# TASK DESCRIPTION:
Filter the data for lines with the word "OwlClass" and copy those lines.

Saved data entries
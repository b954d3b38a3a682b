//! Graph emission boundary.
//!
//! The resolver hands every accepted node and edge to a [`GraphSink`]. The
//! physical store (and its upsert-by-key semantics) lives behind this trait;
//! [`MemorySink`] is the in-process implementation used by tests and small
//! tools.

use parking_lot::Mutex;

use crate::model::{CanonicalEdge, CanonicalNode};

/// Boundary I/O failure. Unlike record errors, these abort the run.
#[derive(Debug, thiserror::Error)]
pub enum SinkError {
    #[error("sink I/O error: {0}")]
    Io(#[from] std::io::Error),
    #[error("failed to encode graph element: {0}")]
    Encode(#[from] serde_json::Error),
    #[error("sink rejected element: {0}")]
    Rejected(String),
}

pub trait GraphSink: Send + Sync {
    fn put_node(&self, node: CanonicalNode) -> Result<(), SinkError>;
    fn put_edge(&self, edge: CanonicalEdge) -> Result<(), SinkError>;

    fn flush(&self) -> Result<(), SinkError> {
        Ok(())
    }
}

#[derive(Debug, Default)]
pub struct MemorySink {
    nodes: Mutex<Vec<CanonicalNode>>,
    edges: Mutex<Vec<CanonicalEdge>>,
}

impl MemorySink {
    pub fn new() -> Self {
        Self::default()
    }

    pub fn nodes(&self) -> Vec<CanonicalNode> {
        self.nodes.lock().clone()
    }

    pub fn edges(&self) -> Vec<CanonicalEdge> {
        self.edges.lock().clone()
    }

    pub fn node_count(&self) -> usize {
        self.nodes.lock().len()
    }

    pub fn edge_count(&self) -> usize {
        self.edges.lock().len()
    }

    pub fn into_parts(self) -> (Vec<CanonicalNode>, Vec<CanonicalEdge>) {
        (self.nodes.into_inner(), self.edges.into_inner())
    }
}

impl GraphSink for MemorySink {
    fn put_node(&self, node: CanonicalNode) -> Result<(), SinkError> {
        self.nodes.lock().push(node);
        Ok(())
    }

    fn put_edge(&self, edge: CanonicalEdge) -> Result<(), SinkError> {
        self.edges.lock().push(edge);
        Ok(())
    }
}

...

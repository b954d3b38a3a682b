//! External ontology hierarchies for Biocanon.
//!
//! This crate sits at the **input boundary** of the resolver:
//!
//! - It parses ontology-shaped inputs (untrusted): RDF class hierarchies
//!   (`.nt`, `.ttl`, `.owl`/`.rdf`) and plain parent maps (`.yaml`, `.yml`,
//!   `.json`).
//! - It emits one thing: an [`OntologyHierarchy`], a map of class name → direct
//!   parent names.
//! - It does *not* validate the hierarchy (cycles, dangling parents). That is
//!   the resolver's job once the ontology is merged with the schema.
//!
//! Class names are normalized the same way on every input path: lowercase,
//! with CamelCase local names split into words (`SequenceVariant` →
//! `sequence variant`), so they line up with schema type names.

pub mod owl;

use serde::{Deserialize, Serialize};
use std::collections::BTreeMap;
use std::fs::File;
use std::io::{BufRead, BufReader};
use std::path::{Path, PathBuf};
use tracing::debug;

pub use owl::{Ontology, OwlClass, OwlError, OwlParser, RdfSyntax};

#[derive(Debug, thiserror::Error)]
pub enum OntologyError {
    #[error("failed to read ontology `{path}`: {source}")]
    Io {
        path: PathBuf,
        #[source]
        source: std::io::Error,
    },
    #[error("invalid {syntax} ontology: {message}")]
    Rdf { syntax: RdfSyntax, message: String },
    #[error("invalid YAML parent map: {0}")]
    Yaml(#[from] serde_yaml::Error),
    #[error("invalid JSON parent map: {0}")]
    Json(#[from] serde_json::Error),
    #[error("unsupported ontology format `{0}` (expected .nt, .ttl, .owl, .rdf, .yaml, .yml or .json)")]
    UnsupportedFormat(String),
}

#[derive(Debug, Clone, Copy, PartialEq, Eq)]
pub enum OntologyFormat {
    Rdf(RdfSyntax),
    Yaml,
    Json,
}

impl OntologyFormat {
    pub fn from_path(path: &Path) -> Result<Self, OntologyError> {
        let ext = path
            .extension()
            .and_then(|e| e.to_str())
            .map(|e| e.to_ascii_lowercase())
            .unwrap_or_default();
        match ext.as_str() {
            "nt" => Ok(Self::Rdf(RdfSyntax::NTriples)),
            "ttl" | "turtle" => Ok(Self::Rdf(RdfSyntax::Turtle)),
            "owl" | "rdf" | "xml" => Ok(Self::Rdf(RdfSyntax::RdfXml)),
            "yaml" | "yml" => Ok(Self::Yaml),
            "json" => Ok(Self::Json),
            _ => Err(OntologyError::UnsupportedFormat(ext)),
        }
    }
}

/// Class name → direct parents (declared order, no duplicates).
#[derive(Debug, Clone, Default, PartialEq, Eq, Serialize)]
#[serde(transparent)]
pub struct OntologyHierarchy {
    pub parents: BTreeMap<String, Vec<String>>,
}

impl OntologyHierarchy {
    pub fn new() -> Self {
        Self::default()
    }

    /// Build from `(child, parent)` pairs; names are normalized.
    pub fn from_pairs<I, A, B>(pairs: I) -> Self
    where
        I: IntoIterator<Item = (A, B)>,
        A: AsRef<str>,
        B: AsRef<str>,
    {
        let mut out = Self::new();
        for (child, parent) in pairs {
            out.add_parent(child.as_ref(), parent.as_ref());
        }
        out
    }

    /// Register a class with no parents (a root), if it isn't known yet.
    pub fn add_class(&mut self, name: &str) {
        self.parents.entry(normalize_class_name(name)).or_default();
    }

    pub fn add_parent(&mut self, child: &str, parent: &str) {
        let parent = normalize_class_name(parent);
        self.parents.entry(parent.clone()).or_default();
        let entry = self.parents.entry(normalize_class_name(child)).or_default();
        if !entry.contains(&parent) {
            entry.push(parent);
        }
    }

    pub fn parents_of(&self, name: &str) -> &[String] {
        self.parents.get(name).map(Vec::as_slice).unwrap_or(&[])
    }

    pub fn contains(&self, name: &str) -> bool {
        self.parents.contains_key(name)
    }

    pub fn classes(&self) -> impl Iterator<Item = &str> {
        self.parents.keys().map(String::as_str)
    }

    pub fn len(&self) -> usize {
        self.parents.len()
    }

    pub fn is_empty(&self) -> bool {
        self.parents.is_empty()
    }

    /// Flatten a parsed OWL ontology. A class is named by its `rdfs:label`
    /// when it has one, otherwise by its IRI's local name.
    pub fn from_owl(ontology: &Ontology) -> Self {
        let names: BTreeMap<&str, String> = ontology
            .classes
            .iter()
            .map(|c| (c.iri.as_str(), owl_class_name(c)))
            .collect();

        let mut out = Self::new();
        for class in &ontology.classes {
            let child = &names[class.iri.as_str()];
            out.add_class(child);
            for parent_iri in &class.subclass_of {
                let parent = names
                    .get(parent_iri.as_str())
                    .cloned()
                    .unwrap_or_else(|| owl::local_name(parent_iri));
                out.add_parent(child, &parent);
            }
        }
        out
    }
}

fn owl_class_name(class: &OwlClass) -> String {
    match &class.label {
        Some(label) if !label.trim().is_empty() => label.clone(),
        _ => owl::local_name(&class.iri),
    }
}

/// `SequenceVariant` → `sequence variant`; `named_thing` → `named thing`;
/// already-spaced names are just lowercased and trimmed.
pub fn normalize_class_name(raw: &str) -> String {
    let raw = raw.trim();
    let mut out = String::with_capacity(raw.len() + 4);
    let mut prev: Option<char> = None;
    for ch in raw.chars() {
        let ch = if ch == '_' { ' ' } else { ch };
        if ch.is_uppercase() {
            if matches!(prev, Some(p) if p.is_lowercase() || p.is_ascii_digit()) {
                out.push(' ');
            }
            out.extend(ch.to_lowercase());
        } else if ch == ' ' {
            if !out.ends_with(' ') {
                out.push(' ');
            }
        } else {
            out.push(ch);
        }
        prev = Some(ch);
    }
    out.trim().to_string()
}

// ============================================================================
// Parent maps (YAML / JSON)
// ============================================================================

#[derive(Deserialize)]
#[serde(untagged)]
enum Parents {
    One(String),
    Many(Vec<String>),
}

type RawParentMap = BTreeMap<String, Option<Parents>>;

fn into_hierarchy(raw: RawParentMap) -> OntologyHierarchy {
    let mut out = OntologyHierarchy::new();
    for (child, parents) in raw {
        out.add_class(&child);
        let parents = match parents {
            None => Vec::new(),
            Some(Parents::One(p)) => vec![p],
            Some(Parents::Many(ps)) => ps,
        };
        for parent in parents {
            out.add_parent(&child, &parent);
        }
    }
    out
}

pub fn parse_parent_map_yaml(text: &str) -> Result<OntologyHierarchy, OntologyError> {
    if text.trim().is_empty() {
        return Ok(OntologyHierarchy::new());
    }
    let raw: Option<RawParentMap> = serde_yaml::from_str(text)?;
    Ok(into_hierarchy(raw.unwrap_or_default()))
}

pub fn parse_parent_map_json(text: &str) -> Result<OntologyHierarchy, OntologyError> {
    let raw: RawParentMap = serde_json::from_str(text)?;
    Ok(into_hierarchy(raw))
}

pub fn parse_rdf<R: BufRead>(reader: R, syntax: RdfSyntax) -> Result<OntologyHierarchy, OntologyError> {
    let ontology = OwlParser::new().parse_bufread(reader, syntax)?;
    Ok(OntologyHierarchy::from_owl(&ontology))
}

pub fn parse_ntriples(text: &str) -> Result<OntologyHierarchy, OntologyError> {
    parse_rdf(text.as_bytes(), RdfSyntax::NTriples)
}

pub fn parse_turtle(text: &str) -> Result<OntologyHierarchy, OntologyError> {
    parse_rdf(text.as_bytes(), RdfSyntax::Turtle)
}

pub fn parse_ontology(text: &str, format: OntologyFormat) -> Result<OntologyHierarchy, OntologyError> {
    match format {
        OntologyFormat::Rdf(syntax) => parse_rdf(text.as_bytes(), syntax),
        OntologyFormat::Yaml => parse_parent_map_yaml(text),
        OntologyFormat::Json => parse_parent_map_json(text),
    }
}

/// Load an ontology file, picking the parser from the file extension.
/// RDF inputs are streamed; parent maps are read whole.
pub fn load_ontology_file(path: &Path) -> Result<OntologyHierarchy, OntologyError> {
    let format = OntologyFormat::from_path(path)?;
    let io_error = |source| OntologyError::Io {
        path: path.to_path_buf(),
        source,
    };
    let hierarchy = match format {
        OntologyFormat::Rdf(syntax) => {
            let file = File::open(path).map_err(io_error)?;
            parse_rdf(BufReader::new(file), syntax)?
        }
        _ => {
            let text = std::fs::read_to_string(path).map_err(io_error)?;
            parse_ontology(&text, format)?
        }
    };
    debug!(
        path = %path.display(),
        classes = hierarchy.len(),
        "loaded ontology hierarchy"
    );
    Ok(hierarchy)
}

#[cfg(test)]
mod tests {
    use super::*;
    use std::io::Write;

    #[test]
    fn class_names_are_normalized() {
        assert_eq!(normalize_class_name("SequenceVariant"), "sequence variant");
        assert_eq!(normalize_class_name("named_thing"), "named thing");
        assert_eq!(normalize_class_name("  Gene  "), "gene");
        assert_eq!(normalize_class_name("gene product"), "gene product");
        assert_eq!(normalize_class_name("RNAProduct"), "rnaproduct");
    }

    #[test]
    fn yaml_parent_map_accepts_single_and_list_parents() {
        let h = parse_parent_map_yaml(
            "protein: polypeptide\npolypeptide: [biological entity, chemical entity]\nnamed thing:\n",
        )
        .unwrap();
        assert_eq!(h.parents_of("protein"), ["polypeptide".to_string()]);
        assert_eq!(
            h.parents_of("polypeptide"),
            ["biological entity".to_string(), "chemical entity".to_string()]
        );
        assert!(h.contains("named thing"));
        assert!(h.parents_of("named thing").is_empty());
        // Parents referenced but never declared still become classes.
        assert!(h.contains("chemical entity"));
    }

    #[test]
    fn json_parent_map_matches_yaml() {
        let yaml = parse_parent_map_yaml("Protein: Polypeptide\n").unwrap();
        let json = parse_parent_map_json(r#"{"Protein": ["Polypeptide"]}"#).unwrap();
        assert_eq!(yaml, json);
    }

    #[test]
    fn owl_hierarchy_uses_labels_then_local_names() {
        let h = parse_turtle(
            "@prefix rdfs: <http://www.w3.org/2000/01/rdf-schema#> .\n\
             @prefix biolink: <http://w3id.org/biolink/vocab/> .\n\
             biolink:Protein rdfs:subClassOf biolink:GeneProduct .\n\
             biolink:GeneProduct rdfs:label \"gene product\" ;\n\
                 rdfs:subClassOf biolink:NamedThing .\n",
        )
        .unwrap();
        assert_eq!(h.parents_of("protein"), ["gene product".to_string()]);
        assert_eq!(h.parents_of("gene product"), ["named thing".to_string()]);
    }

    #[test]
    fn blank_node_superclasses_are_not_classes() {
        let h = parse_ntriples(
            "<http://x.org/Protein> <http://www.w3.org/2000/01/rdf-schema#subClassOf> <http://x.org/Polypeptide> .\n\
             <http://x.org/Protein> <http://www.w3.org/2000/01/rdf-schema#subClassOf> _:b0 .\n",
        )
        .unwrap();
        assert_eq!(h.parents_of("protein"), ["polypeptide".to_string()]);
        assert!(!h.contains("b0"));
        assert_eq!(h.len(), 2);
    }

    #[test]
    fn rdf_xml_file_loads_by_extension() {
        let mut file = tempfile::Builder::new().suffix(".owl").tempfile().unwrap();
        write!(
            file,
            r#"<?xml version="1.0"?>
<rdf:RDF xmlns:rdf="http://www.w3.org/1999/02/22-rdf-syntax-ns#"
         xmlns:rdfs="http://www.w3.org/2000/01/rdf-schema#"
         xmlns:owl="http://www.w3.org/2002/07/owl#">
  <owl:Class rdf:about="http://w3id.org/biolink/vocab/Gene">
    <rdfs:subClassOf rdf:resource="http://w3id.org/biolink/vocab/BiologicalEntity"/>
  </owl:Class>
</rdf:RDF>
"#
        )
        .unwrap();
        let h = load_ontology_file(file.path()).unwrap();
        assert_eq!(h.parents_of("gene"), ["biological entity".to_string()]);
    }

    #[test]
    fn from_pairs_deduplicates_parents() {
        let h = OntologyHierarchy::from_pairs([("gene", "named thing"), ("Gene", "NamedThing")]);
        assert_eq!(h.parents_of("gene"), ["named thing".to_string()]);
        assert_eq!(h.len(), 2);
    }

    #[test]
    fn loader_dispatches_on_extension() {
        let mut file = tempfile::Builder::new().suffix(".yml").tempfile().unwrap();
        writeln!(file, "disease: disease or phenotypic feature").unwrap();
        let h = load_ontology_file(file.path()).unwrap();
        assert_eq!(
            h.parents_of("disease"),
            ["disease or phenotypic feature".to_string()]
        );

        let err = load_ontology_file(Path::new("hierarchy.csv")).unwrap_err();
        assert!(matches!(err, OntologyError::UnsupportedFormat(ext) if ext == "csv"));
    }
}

--

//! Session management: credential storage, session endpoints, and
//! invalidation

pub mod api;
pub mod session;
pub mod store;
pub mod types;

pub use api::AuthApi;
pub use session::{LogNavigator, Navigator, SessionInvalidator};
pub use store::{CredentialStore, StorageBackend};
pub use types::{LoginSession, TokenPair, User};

# FINISHED TASK:
pub use owl::{Ontology, OwlClass, OwlError, OwlParser, RdfSyntax};
fn owl_class_name(class: &OwlClass) -> String {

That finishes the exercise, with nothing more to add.